Well, newsflash! You won’t achieve that without an ISO 14001 environmental management system.
Major companies and government agencies are looking very closely at the impacts they, their suppliers and their contractors have on the environment.
Indeed, current environmental policy in Australia requires that government agencies develop an EMS for as many of their sites as possible.
Standards Australia has adopted the International Standards for Environmental Management Systems (ISO14001 and ISO14004) for use by Australian organisations.
The government is encouraging businesses to implement an EMS in order to reduce its negative impacts on the environment, improve its environmental performance, establish environmental objectives and goals – including the appointment of an environmental manager or team, monitor performance, and ensure continual improvement.
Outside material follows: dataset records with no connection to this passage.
//! # gitdock-runtime
//!
//! Container runtime access and dependency-driven restarts.
//!
//! [`RuntimeChain`] picks the first reachable [`RuntimeBackend`] (runtime API,
//! `docker` command, or the local mirror). [`ContainerRestartEngine`] restarts
//! containers whose `restart-after` label lists a repository and reconciles
//! the local container mirror during discovery.

pub mod backend;
pub mod command;
pub mod error;
pub mod labels;
pub mod live;
pub mod restart;
pub mod select;
pub mod simulated;

pub use backend::{LabelFilter, RuntimeBackend, RuntimeContainer};
pub use error::RuntimeError;
pub use labels::{label_matches, label_tokens, DEPENDENCY_LABEL};
pub use restart::{ContainerRestartEngine, ContainerRestartResult, DiscoveryReport, RestartReport};
pub use select::{RuntimeChain, RuntimeConfig};
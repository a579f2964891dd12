//! Validation of inbound repository-update notifications.
//!
//! A notification must carry a `repository` object with a non-empty `name`.
//! Anything else is rejected before orchestration starts and recorded as a
//! `rejected` audit entry, distinct from operational failures.

use std::path::Path;

use serde_json::Value;
use thiserror::Error;

use gitdock_core::store;
use gitdock_core::types::{AuditDetail, AuditOperation, AuditOutcome, RepoName, SyncAuditEntry};

#[derive(Debug, Clone, PartialEq, Eq, Error)]
pub enum IntakeError {
    #[error("invalid notification: payload is not a JSON object")]
    NotAnObject,

    #[error("invalid notification: missing repository information")]
    MissingRepository,

    #[error("invalid notification: missing repository name")]
    MissingName,
}

/// A validated notification.
#[derive(Debug, Clone, PartialEq, Eq)]
pub struct UpdateNotification {
    pub repository: RepoName,
    /// Pushed ref, when the sender provides one (`refs/heads/main`).
    pub git_ref: Option<String>,
}

/// Validate `payload` and extract the repository it refers to.
pub fn validate(payload: &Value) -> Result<UpdateNotification, IntakeError> {
    let object = payload.as_object().ok_or(IntakeError::NotAnObject)?;
    let repository = object
        .get("repository")
        .and_then(Value::as_object)
        .ok_or(IntakeError::MissingRepository)?;
    let name = repository
        .get("name")
        .and_then(Value::as_str)
        .map(str::trim)
        .filter(|n| !n.is_empty())
        .ok_or(IntakeError::MissingName)?;
    Ok(UpdateNotification {
        repository: RepoName::from(name),
        git_ref: object.get("ref").and_then(Value::as_str).map(str::to_string),
    })
}

/// Validate, auditing a rejection.
pub fn accept(home: &Path, payload: &Value) -> Result<UpdateNotification, IntakeError> {
    match validate(payload) {
        Ok(notification) => Ok(notification),
        Err(err) => {
            tracing::warn!(error = %err, "notification rejected");
            let entry = SyncAuditEntry::new(
                AuditOperation::Rejected,
                "notification",
                AuditOutcome::Failure,
                AuditDetail::Rejected {
                    reason: err.to_string(),
                },
            );
            if let Err(store_err) = store::append_audit_at(home, &entry) {
                tracing::warn!(error = %store_err, "could not append audit entry");
            }
            Err(err)
        }
    }
}

#[cfg(test)]
mod tests {
    use super::*;
    use serde_json::json;

    #[test]
    fn push_payload_is_accepted() {
        let payload = json!({
            "ref": "refs/heads/main",
            "repository": { "name": "demo-api", "full_name": "o/demo-api" }
        });
        let notification = validate(&payload).expect("valid");
        assert_eq!(notification.repository, RepoName::from("demo-api"));
        assert_eq!(notification.git_ref.as_deref(), Some("refs/heads/main"));
    }

    #[test]
    fn missing_repository_object_is_rejected() {
        assert_eq!(
            validate(&json!({ "ref": "refs/heads/main" })),
            Err(IntakeError::MissingRepository)
        );
        assert_eq!(
            validate(&json!({ "repository": "demo-api" })),
            Err(IntakeError::MissingRepository)
        );
    }

    #[test]
    fn empty_name_is_rejected() {
        assert_eq!(
            validate(&json!({ "repository": { "name": "  " } })),
            Err(IntakeError::MissingName)
        );
        assert_eq!(
            validate(&json!({ "repository": {} })),
            Err(IntakeError::MissingName)
        );
    }

    #[test]
    fn non_object_is_rejected() {
        assert_eq!(validate(&json!([1, 2])), Err(IntakeError::NotAnObject));
    }

    #[test]
    fn rejection_is_audited() {
        let home = tempfile::TempDir::new().unwrap();
        let _ = accept(home.path(), &json!({}));
        let audit = store::read_audit_at(home.path(), 5).unwrap();
        assert_eq!(audit.len(), 1);
        assert_eq!(audit[0].operation, AuditOperation::Rejected);
    }
}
ISO 14001 environmental management system has recently been revised, in order to keep it current and relevant to the marketplace.
Greater focus on leadership
The key changes have increased the importance environmental management within an organisation’s strategic planning processes, with a greater focus on leadership.
Several proactive initiatives have been added to protect the environment from harm and degradation, such as sustainable resource use and climate change mitigation.
Organisations are also urged to think more long-term when considering the environmental aspects and impacts of their actions.
The introduction of a common structure has made it much easier to integrate ISO management systems, a major drawcard, as it will help businesses save time and money.
Talk to a management system consultant
Organisations certified to ISO 14001:2004 have three years to move to the new system. For further information and advice, we recommend talking to a management system consultant, such as Standard Consulting in Brisbane.
Meanwhile, let’s get back to Henry Ford. For not only was he an innovator, an astute businessman and, through paying fair wages, one of the first advocates of Fair Trading, he was also very focussed on sustainability.
In fact, I’d go so far as to say that, if he were around today, he would most certainly have implemented an ISO 14001 environmental management system.
From product design to re-use of materials, Ford saw environmental and social issues as an integrated challenge – with an integrated solution.
And consider this, Ford’s Model T was the first multi-fuel vehicle, running on gas, ethanol, or both. So forward-thinking was this man, that he predicted that in the future, fuel could be sourced from anything that could be fermented.
Today, Ford has a science-based strategy to reduce greenhouse gas emissions from its products and operations, and has dramatically reduced CO2 emissions from its vehicles and its facilities. It has also actively been reducing the amount of waste it sends to landfill.
In Ford we see an example of an organisation that saw the implementation of environmental management strategies as the logical extension of what it was already trying to achieve.
Let’s hope more and more organisations follow suit, and see the growing relevance of environmental management systems not only in Queensland, but nationally and globally.